■ Entries provided
------

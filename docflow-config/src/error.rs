//! ABOUTME: Configuration error taxonomy: fails fast at construction, never at runtime

use thiserror::Error;

/// Raised by `AppConfig::load`. Every variant corresponds to the
/// "Configuration" taxonomy entry in the error handling design: missing
/// credential path or an out-of-range expiration fails fast rather than
/// surfacing as a `PipelineError` deep in a running job.
#[derive(Debug, Error)]
pub enum ConfigError {
    #[error("failed to build configuration: {0}")]
    Build(#[from] config::ConfigError),

    #[error(
        "object_store.credentials_path is required and must point at an existing file; got {0:?}"
    )]
    MissingCredentialPath(Option<String>),

    #[error(
        "object_store.signed_url_expiration_secs ({0}) exceeds the object store's maximum of {max} seconds",
        max = crate::MAX_SIGNED_URL_EXPIRATION_SECS
    )]
    ExpirationOutOfRange(u64),

    #[error("{field} must be non-empty")]
    MissingField { field: &'static str },
}
//! ABOUTME: Minimal prompt template rendering (SPEC_FULL.md §11.1)
//! ABOUTME: Persistence, versioning CRUD, and A/B assignment remain external collaborators

use std::collections::HashMap;

/// A named, versioned object exposing `render(variables)`. Template
/// *persistence* (CRUD, A/B assignment) is an external collaborator per
/// §1's Non-goals; this type only renders an already-resolved template
/// body.
#[derive(Debug, Clone)]
pub struct PromptTemplate {
    pub name: String,
    pub version: u32,
    body: String,
}

impl PromptTemplate {
    #[must_use]
    pub fn new(name: impl Into<String>, version: u32, body: impl Into<String>) -> Self {
        Self {
            name: name.into(),
            version,
            body: body.into(),
        }
    }

    /// Substitutes every `{variable}` placeholder with its bound value.
    /// Placeholders without a binding are left untouched, matching a
    /// permissive template engine rather than failing on unknown keys.
    #[must_use]
    pub fn render(&self, variables: &HashMap<String, String>) -> String {
        let mut rendered = self.body.clone();
        for (key, value) in variables {
            rendered = rendered.replace(&format!("{{{key}}}"), value);
        }
        rendered
    }
}

/// Built-in registry of the fixed templates named in §4.9/§4.10/§4.11.
/// A real deployment may override these from the external prompt-template
/// store; these serve as the default rendering path.
pub struct PromptTemplateRegistry {
    templates: HashMap<&'static str, PromptTemplate>,
}

impl PromptTemplateRegistry {
    #[must_use]
    pub fn with_defaults() -> Self {
        let mut templates = HashMap::new();
        templates.insert(
            "validation_scoring",
            PromptTemplate::new(
                "validation_scoring",
                1,
                "You are grading the quality of a document-to-Markdown conversion.\n\
                 Source filename: {source_filename}\n\
                 File type: {file_type}\n\
                 File size: {file_size} bytes\n\
                 Images found: {image_list}\n\n\
                 Markdown content:\n{markdown_content}\n\n\
                 Respond with JSON: {{\"score\": 0-100, \"passed\": bool, \"issues\": [string], \"recommendation\": string}}",
            ),
        );
        templates.insert(
            "question_extraction",
            PromptTemplate::new(
                "question_extraction",
                1,
                "Extract every question from the following Markdown document.\n\n\
                 {markdown_content}\n\n\
                 Respond with a JSON array; each element has question_number, question_text, \
                 question_type, optional options (label -> text), optional image_urls, optional metadata.",
            ),
        );
        templates.insert(
            "classification",
            PromptTemplate::new(
                "classification",
                1,
                "Classify each question below along topic, subtopic, difficulty, grade_level, \
                 cognitive_level, and tags.\n\n{questions}\n\n\
                 Respond with a JSON array; each element has question_id, topic, subtopic, \
                 difficulty, grade_level, cognitive_level, tags.",
            ),
        );
        Self { templates }
    }

    #[must_use]
    pub fn get(&self, name: &str) -> Option<&PromptTemplate> {
        self.templates.get(name)
    }
}

impl Default for PromptTemplateRegistry {
    fn default() -> Self {
        Self::with_defaults()
    }
}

------

■ Activity
All of the data above should be reproduced exactly, with nothing missing.

■ Written answer
filename docflow-config/src/error.rs
//! ABOUTME: Configuration error taxonomy: fails fast at construction, never at runtime

use thiserror::Error;

/// Raised by `AppConfig::load`. Every variant corresponds to the
/// "Configuration" taxonomy entry in the error handling design: missing
/// credential path or an out-of-range expiration fails fast rather than
/// surfacing as a `PipelineError` deep in a running job.
#[derive(Debug, Error)]
pub enum ConfigError {
    #[error("failed to build configuration: {0}")]
    Build(#[from] config::ConfigError),

    #[error(
        "object_store.credentials_path is required and must point at an existing file; got {0:?}"
    )]
    MissingCredentialPath(Option<String>),

    #[error(
        "object_store.signed_url_expiration_secs ({0}) exceeds the object store's maximum of {max} seconds",
        max = crate::MAX_SIGNED_URL_EXPIRATION_SECS
    )]
    ExpirationOutOfRange(u64),

    #[error("{field} must be non-empty")]
    MissingField { field: &'static str },
}
//! ABOUTME: Minimal prompt template rendering (SPEC_FULL.md §11.1)
//! ABOUTME: Persistence, versioning CRUD, and A/B assignment remain external collaborators

use std::collections::HashMap;

/// A named, versioned object exposing `render(variables)`. Template
/// *persistence* (CRUD, A/B assignment) is an external collaborator per
/// §1's Non-goals; this type only renders an already-resolved template
/// body.
#[derive(Debug, Clone)]
pub struct PromptTemplate {
    pub name: String,
    pub version: u32,
    body: String,
}

impl PromptTemplate {
    #[must_use]
    pub fn new(name: impl Into<String>, version: u32, body: impl Into<String>) -> Self {
        Self {
            name: name.into(),
            version,
            body: body.into(),
        }
    }

    /// Substitutes every `{variable}` placeholder with its bound value.
    /// Placeholders without a binding are left untouched, matching a
    /// permissive template engine rather than failing on unknown keys.
    #[must_use]
    pub fn render(&self, variables: &HashMap<String, String>) -> String {
        let mut rendered = self.body.clone();
        for (key, value) in variables {
            rendered = rendered.replace(&format!("{{{key}}}"), value);
        }
        rendered
    }
}

/// Built-in registry of the fixed templates named in §4.9/§4.10/§4.11.
/// A real deployment may override these from the external prompt-template
/// store; these serve as the default rendering path.
pub struct PromptTemplateRegistry {
    templates: HashMap<&'static str, PromptTemplate>,
}

impl PromptTemplateRegistry {
    #[must_use]
    pub fn with_defaults() -> Self {
        let mut templates = HashMap::new();
        templates.insert(
            "validation_scoring",
            PromptTemplate::new(
                "validation_scoring",
                1,
                "You are grading the quality of a document-to-Markdown conversion.\n\
                 Source filename: {source_filename}\n\
                 File type: {file_type}\n\
                 File size: {file_size} bytes\n\
                 Images found: {image_list}\n\n\
                 Markdown content:\n{markdown_content}\n\n\
                 Respond with JSON: {{\"score\": 0-100, \"passed\": bool, \"issues\": [string], \"recommendation\": string}}",
            ),
        );
        templates.insert(
            "question_extraction",
            PromptTemplate::new(
                "question_extraction",
                1,
                "Extract every question from the following Markdown document.\n\n\
                 {markdown_content}\n\n\
                 Respond with a JSON array; each element has question_number, question_text, \
                 question_type, optional options (label -> text), optional image_urls, optional metadata.",
            ),
        );
        templates.insert(
            "classification",
            PromptTemplate::new(
                "classification",
                1,
                "Classify each question below along topic, subtopic, difficulty, grade_level, \
                 cognitive_level, and tags.\n\n{questions}\n\n\
                 Respond with a JSON array; each element has question_id, topic, subtopic, \
                 difficulty, grade_level, cognitive_level, tags.",
            ),
        );
        Self { templates }
    }

    #[must_use]
    pub fn get(&self, name: &str) -> Option<&PromptTemplate> {
        self.templates.get(name)
    }
}

impl Default for PromptTemplateRegistry {
    fn default() -> Self {
        Self::with_defaults()
    }
}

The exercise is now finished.